Stored data:
▼

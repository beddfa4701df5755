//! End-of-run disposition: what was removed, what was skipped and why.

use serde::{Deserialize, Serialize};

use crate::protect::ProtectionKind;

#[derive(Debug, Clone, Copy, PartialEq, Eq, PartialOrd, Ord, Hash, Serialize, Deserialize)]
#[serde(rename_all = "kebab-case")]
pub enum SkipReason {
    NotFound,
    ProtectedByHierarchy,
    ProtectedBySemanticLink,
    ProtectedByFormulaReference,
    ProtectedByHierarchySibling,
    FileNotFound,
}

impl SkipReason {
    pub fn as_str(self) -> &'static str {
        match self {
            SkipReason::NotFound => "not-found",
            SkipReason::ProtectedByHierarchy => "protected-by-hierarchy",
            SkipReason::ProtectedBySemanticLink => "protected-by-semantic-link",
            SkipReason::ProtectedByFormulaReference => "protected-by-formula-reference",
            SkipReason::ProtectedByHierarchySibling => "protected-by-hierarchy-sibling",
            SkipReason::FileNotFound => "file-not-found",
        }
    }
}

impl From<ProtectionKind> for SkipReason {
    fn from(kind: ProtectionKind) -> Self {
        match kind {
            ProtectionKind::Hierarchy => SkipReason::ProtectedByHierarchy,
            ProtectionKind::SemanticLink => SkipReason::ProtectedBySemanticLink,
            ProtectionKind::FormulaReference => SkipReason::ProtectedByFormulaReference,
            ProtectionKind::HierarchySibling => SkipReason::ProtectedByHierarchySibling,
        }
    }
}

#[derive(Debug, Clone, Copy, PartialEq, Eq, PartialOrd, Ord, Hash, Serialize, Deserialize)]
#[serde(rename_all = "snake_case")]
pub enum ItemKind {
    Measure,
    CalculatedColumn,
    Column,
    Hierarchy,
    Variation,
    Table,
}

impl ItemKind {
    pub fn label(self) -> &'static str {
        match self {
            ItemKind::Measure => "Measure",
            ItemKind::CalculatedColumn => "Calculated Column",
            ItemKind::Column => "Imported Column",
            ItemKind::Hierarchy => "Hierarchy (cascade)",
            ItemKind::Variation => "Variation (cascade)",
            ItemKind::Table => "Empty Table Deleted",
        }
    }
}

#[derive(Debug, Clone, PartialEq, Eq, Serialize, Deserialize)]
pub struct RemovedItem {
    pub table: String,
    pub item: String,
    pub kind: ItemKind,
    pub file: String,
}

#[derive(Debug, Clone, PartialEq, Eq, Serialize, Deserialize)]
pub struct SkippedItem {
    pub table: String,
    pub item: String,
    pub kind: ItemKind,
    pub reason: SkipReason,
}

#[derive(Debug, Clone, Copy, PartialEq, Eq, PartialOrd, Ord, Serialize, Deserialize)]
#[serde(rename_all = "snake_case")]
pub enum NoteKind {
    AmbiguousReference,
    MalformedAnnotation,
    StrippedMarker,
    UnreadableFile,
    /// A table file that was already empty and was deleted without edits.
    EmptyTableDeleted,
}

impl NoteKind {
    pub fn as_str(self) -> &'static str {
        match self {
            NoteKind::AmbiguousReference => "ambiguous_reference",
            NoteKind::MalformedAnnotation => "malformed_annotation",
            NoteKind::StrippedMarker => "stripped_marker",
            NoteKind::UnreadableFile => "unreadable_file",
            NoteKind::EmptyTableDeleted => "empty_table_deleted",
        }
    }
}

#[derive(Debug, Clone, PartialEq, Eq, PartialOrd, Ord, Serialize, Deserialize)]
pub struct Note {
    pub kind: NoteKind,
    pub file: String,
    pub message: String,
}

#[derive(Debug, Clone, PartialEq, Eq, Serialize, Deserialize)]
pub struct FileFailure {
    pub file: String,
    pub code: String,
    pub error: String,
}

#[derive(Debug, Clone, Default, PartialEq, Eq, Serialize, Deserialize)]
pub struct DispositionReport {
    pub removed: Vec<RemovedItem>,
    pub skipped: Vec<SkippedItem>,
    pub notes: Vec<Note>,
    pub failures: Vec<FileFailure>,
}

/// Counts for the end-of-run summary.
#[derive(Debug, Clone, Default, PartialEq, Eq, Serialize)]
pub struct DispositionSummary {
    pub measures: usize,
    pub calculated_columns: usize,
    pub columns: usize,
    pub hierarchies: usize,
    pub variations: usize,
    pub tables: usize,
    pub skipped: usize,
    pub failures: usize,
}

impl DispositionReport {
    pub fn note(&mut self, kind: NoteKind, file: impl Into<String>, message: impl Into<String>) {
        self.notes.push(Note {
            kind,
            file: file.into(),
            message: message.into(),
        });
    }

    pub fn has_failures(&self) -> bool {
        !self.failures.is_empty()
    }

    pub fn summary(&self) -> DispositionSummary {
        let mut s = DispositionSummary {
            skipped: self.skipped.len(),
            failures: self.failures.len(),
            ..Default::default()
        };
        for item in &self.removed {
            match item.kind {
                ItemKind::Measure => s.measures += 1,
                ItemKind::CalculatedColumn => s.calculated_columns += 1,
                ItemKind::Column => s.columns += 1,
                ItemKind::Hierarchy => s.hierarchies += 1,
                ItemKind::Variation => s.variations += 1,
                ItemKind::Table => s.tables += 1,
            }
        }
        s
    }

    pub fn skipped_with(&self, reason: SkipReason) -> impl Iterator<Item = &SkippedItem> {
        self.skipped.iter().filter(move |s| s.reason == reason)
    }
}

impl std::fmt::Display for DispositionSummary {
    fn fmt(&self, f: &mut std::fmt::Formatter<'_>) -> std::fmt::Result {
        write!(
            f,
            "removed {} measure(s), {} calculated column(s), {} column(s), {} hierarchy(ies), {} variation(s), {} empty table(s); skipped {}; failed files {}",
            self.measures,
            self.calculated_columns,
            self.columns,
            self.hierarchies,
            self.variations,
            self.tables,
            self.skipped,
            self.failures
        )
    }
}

▲

### Description of the task
Show every line of the data in which the word "AmbiguousReference" appears.

### Solution to this exercise
    AmbiguousReference,
            NoteKind::AmbiguousReference => "ambiguous_reference",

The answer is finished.